Wayang Topeng adalah kesenian seperti Wayang Kulit tetapi diperankan oleh manusia. Sanggar Asmoro Bangun memiliki 76 karakter topeng dan dibagi menjadi 4 kelompok besar; tokoh baik, tokoh jahat, tokoh senang humor, dan tokoh topeng binatang. Bapak Tri Handoyo juga menjelaskan bagaimana cara membuat topeng tari sampai ciri ciri dari topeng dan arti perpaduan dari warna topeng.
Cerita yang dipertunjukkan oleh Sanggar Tari Topeng ini turun-temurun dari generasi pertama. Tetapi yang menjadi perbedaan adalah, dahulu yang memerankan tokoh wayang topeng adalah laki-laki walaupun peran ceritanya perempuan. Perempuan tidak diperbolehkan ikut serta karena hal itu dianggap tabu oleh warga desa. Tetapi, sekarang perempuan boleh ikut serta memainkan peran dalam pertunjukkan wayang topeng malangan. Sebelum memainkan peran, para penari melakukan ritual terbelih dahulu. Ritual ini adalah sebuah bentuk doa kepada tuhan untuk diberikan kelancaran pada saat pertunjukkan nanti.
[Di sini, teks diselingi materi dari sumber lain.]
impl<'a> MemoryIndexer<'a> {
    pub fn new(embedder: &'a dyn Embedder, store: &'a dyn VectorStore) -> Self {
        Self {
            embedder,
            store,
            chunk_size: DEFAULT_CHUNK_SIZE,
        }
    }

    pub fn with_chunk_size(mut self, chunk_size: usize) -> Self {
        self.chunk_size = chunk_size;
        self
    }

    /// Re-indexes one file and returns the number of non-blank segments written.
    ///
    /// Every segment previously stored for the file is removed first, so a
    /// file that shrank leaves nothing stale behind.
    pub fn index_file(&self, path: &Path) -> anyhow::Result<usize> {
        let content = std::fs::read_to_string(path)
            .map_err(|e| anyhow!("Failed to read {:?}: {}", path, e))?;

        let canonical = canonical_path(path)?;
        let file_id = hash_path(&canonical);
        let source = canonical.to_string_lossy().to_string();
        let filename = path
            .file_name()
            .map(|n| n.to_string_lossy().to_string())
            .unwrap_or_default();
        let tags = extract_tags(&content).join(",");
        let chunks = chunk_content(&content, self.chunk_size);

        match self.store.delete_file(&file_id) {
            Ok(removed) => debug!("Removed {} stale segment(s) for {}", removed, source),
            Err(StoreError::NotFound(_)) => debug!("No previous segments for {}", source),
            Err(e) => return Err(e.into()),
        }

        let mut written = 0;
        for (index, chunk) in chunks.iter().enumerate() {
            if chunk.trim().is_empty() {
                continue;
            }
            let embedding = self.embedder.embed_text(chunk)?;
            let record = SegmentRecord {
                id: format!("{file_id}_{index}"),
                file_id: file_id.clone(),
                document: chunk.clone(),
                metadata: SegmentMetadata {
                    source: source.clone(),
                    filename: filename.clone(),
                    chunk_index: index,
                    tags: tags.clone(),
                    total_chunks: chunks.len(),
                    embedded_at: chrono::Local::now().to_rfc3339(),
                },
                embedding,
            };
            self.store.upsert(&record)?;
            written += 1;
        }

        info!("Indexed {} ({} chunks)", source, written);
        Ok(written)
    }

    /// Re-indexes every memory file under `memory_root`.
    ///
    /// A failing file is recorded in the report and the batch carries on.
    pub fn index_all(&self, memory_root: &Path) -> anyhow::Result<IndexReport> {
        self.index_all_with(memory_root, |_| {})
    }

    /// Like [`index_all`](Self::index_all), calling `on_file` as each file finishes.
    pub fn index_all_with<F>(&self, memory_root: &Path, mut on_file: F) -> anyhow::Result<IndexReport>
    where
        F: FnMut(IndexEvent<'_>),
    {
        let mut report = IndexReport::default();
        let files = discover_memory_files(memory_root)?;
        info!(
            "Found {} memory file(s) to index with model {}",
            files.len(),
            self.embedder.model_name()
        );

        for file_path in &files {
            match self.index_file(file_path) {
                Ok(chunks) => {
                    report.add_success(file_path, chunks);
                    on_file(IndexEvent::Indexed {
                        file: file_path,
                        chunks,
                    });
                }
                Err(e) => {
                    report.add_failure(file_path, &e);
                    on_file(IndexEvent::Failed {
                        file: file_path,
                        error: &e,
                    });
                }
            }
        }

        info!(
            "Completed indexing {} file(s) ({} succeeded, {} failed, {} chunks)",
            files.len(),
            report.files_processed,
            report.errors.len(),
            report.total_chunks
        );
        Ok(report)
    }
}

#[cfg(test)]
mod tests {
    use super::*;
    use crate::engines::SqliteVectorStore;
    use tempfile::TempDir;

    /// Deterministic embedder: a bag of lowercase letters.
    struct LetterEmbedder;

    impl Embedder for LetterEmbedder {
        fn model_name(&self) -> &str {
            "letters"
        }

        fn embed_text(&self, text: &str) -> anyhow::Result<Vec<f32>> {
            let mut v = vec![0.0f32; 26];
            for c in text.chars().filter(|c| c.is_ascii_lowercase()) {
                v[(c as u8 - b'a') as usize] += 1.0;
            }
            Ok(v)
        }
    }

    fn write_file(root: &Path, relative: &str, content: &[u8]) -> PathBuf {
        let path = root.join(relative);
        std::fs::create_dir_all(path.parent().unwrap()).unwrap();
        std::fs::write(&path, content).unwrap();
        path
    }

    fn create_test_store(temp_dir: &TempDir) -> SqliteVectorStore {
        SqliteVectorStore::open(&temp_dir.path().join("store")).expect("Failed to open store")
    }

    #[test]
    fn test_file_id_is_stable_and_fixed_length() {
        let temp_dir = TempDir::new().unwrap();
        let identity = write_file(temp_dir.path(), "core/identity.md", b"x");
        let other = write_file(temp_dir.path(), "core/other.md", b"x");

        let a = file_id(&identity).unwrap();
        let b = file_id(&identity).unwrap();
        let c = file_id(&other).unwrap();
        assert_eq!(a, b);
        assert_ne!(a, c);
        assert_eq!(a.len(), FILE_ID_LEN);
        assert!(a.chars().all(|ch| ch.is_ascii_hexdigit()));
    }

    #[test]
    fn test_file_id_ignores_path_spelling() {
        let temp_dir = TempDir::new().unwrap();
        let path = write_file(temp_dir.path(), "core/x.md", b"x");
        let dotted = temp_dir.path().join("core").join("..").join("core").join("x.md");

        assert_eq!(file_id(&path).unwrap(), file_id(&dotted).unwrap());
    }

    #[test]
    fn test_file_id_of_missing_file_fails() {
        let temp_dir = TempDir::new().unwrap();
        assert!(file_id(&temp_dir.path().join("missing.md")).is_err());
    }

    #[test]
    fn test_reindex_through_other_spelling_replaces_segments() {
        let temp_dir = TempDir::new().unwrap();
        let store = create_test_store(&temp_dir);
        let root = temp_dir.path().join("memory");
        let path = write_file(&root, "core/x.md", b"# X\nsome content\n");
        let dotted = root.join("core").join("..").join("core").join("x.md");

        let indexer = MemoryIndexer::new(&LetterEmbedder, &store);
        assert_eq!(indexer.index_file(&path).unwrap(), 1);
        assert_eq!(indexer.index_file(&dotted).unwrap(), 1);
        assert_eq!(store.count().unwrap(), 1);

        let id = format!("{}_0", file_id(&path).unwrap());
        let hit = store.get(&id).unwrap().unwrap();
        assert_eq!(
            Path::new(&hit.metadata.source),
            std::fs::canonicalize(&path).unwrap().as_path()
        );
    }

    #[cfg(unix)]
    #[test]
    fn test_symlinked_file_shares_identity() {
        let temp_dir = TempDir::new().unwrap();
        let path = write_file(temp_dir.path(), "core/x.md", b"x");
        let link = temp_dir.path().join("link.md");
        std::os::unix::fs::symlink(&path, &link).unwrap();

        assert_eq!(file_id(&path).unwrap(), file_id(&link).unwrap());
    }

    #[test]
    fn test_index_file_writes_segments_with_metadata() {
        let temp_dir = TempDir::new().unwrap();
        let store = create_test_store(&temp_dir);
        let path = write_file(
            temp_dir.path(),
            "core/identity.md",
            b"---\ntags: [core, self]\n---\n# Identity\nI am a test agent.\n",
        );

        let indexer = MemoryIndexer::new(&LetterEmbedder, &store);
        assert_eq!(indexer.index_file(&path).unwrap(), 1);

        let id = format!("{}_0", file_id(&path).unwrap());
        let hit = store.get(&id).unwrap().expect("segment stored");
        assert_eq!(hit.metadata.filename, "identity.md");
        assert_eq!(hit.metadata.tags, "core,self");
        assert_eq!(hit.metadata.chunk_index, 0);
        assert_eq!(hit.metadata.total_chunks, 1);
        assert!(hit.metadata.source.ends_with("identity.md"));
        assert!(chrono::DateTime::parse_from_rfc3339(&hit.metadata.embedded_at).is_ok());
    }

    #[test]
    fn test_reindex_is_idempotent() {
        let temp_dir = TempDir::new().unwrap();
        let store = create_test_store(&temp_dir);
        let body: String = (0..40).map(|i| format!("line number {i} of the note\n")).collect();
        let path = write_file(temp_dir.path(), "knowledge/long.md", body.as_bytes());

        let indexer = MemoryIndexer::new(&LetterEmbedder, &store).with_chunk_size(100);
        let first = indexer.index_file(&path).unwrap();
        let second = indexer.index_file(&path).unwrap();

        assert!(first > 1);
        assert_eq!(first, second);
        assert_eq!(store.count().unwrap(), first as i64);
    }

    #[test]
    fn test_reindex_shrunk_file_leaves_no_stale_segments() {
        let temp_dir = TempDir::new().unwrap();
        let store = create_test_store(&temp_dir);
        // more segments than any fixed guess would cover
        let body: String = (0..150).map(|i| format!("entry {i}\n")).collect();
        let path = write_file(temp_dir.path(), "sessions/daily/2026-01-01.md", body.as_bytes());

        let indexer = MemoryIndexer::new(&LetterEmbedder, &store).with_chunk_size(1);
        let first = indexer.index_file(&path).unwrap();
        assert!(first > 100);

        std::fs::write(&path, "just one line\n").unwrap();
        assert_eq!(indexer.index_file(&path).unwrap(), 1);
        assert_eq!(store.count().unwrap(), 1);
        assert_eq!(store.segment_ids(&file_id(&path).unwrap()).unwrap().len(), 1);
    }

    #[test]
    fn test_blank_segments_are_skipped_but_counted() {
        let temp_dir = TempDir::new().unwrap();
        let store = create_test_store(&temp_dir);
        let path = write_file(temp_dir.path(), "core/gaps.md", b"aaaa\n\n\n\nbbbb");

        let indexer = MemoryIndexer::new(&LetterEmbedder, &store).with_chunk_size(3);
        // "aaaa" | "\n\n" | "bbbb": the blank middle segment is not stored
        assert_eq!(indexer.index_file(&path).unwrap(), 2);

        let fid = file_id(&path).unwrap();
        let ids = store.segment_ids(&fid).unwrap();
        assert_eq!(ids, vec![format!("{fid}_0"), format!("{fid}_2")]);
        let hit = store.get(&ids[1]).unwrap().unwrap();
        assert_eq!(hit.document, "bbbb");
        assert_eq!(hit.metadata.total_chunks, 3);
    }

    #[test]
    fn test_empty_file_writes_nothing() {
        let temp_dir = TempDir::new().unwrap();
        let store = create_test_store(&temp_dir);
        let path = write_file(temp_dir.path(), "core/empty.md", b"");

        let indexer = MemoryIndexer::new(&LetterEmbedder, &store);
        assert_eq!(indexer.index_file(&path).unwrap(), 0);
        assert_eq!(store.count().unwrap(), 0);
    }

    #[test]
    fn test_index_missing_file_fails() {
        let temp_dir = TempDir::new().unwrap();
        let store = create_test_store(&temp_dir);

        let indexer = MemoryIndexer::new(&LetterEmbedder, &store);
        assert!(indexer.index_file(&temp_dir.path().join("nope.md")).is_err());
    }

    #[test]
    fn test_discover_memory_files_applies_patterns() {
        let temp_dir = TempDir::new().unwrap();
        let root = temp_dir.path();
        write_file(root, "profiles/user.md", b"x");
        write_file(root, "core/identity.md", b"x");
        write_file(root, "knowledge/rust.md", b"x");
        write_file(root, "knowledge/weekly-summary.md", b"x");
        write_file(root, "knowledge/archive-2025.md", b"x");
        write_file(root, "knowledge/nested/deep.md", b"x");
        write_file(root, "knowledge/notes.txt", b"x");
        write_file(root, "sessions/daily/2026-01-01.md", b"x");
        write_file(root, "sessions/weekly/2026-w01.md", b"x");
        write_file(root, "README.md", b"x");

        let files = discover_memory_files(root).unwrap();
        let relative: Vec<String> = files
            .iter()
            .map(|p| p.strip_prefix(root).unwrap().to_string_lossy().to_string())
            .collect();
        assert_eq!(
            relative,
            vec![
                "core/identity.md",
                "knowledge/rust.md",
                "profiles/user.md",
                "sessions/daily/2026-01-01.md",
            ]
        );
    }

    #[test]
    fn test_discover_missing_root_is_empty() {
        let temp_dir = TempDir::new().unwrap();
        let files = discover_memory_files(&temp_dir.path().join("missing")).unwrap();
        assert!(files.is_empty());
    }

    #[test]
    fn test_index_all_records_failures_and_continues() {
        let temp_dir = TempDir::new().unwrap();
        let root = temp_dir.path().join("memory");
        write_file(&root, "core/identity.md", b"# Identity\nhello\n");
        write_file(&root, "knowledge/rust.md", b"# Rust\nownership and borrowing\n");
        // invalid UTF-8 cannot be read as text
        write_file(&root, "profiles/broken.md", &[0xff, 0xfe, 0x00, 0x80]);

        let store = create_test_store(&temp_dir);
        let indexer = MemoryIndexer::new(&LetterEmbedder, &store);
        let report = indexer.index_all(&root).unwrap();

        assert_eq!(report.files_processed, 2);
        assert_eq!(report.total_chunks, 2);
        assert_eq!(report.errors.len(), 1);
        assert!(report.errors[0].file.ends_with("broken.md"));
        assert_eq!(store.count().unwrap(), 2);
    }

    #[test]
    fn test_index_all_with_reports_each_file() {
        let temp_dir = TempDir::new().unwrap();
        let root = temp_dir.path().join("memory");
        write_file(&root, "core/identity.md", b"# Identity\nhello\n");
        write_file(&root, "profiles/broken.md", &[0xff, 0xfe]);

        let store = create_test_store(&temp_dir);
        let indexer = MemoryIndexer::new(&LetterEmbedder, &store);
        let mut seen = Vec::new();
        let report = indexer
            .index_all_with(&root, |event| match event {
                IndexEvent::Indexed { file, chunks } => {
                    seen.push(format!("ok {} {}", file.file_name().unwrap().to_string_lossy(), chunks))
                }
                IndexEvent::Failed { file, .. } => {
                    seen.push(format!("err {}", file.file_name().unwrap().to_string_lossy()))
                }
            })
            .unwrap();

        assert_eq!(seen, vec!["ok identity.md 1", "err broken.md"]);
        assert_eq!(report.files_processed, 1);
        assert_eq!(report.errors.len(), 1);
    }
}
"Dampaknya biasanya sangat luar biasa. contohnya seperti ini, bila kita itu pentas di daerah atau desa yang lain, disitu ada orang yang dia belajar ilmu mencoba supaya kegiatan yang akan kila laksanakan ini tidak bisa berjalan. Mereka mendatangkan angin, mendatangkan hujan, dan lain-lain seperti itu. Akhirnya setelah kita berdoa hal-hal seperti itu bisa terkendali dengan baik." Ucap Bapak Tri Handoyo, di Sanggar Asmoro Bangun (6/11).
Beliau juga kerap menceritakan pengalamannya. Beliau pernah mendatangkan seorang anak indigo yang mempunyai silsillah keturunan Raja Mataram. Alasan dibalik beliau mendatangkan seorang anak ini yaitu, beliau ingin mengetahui apakah hal yang ia lakukan itu hanya mainan atau kesenangan belaka, atau memang berhubungan dengan leluhur.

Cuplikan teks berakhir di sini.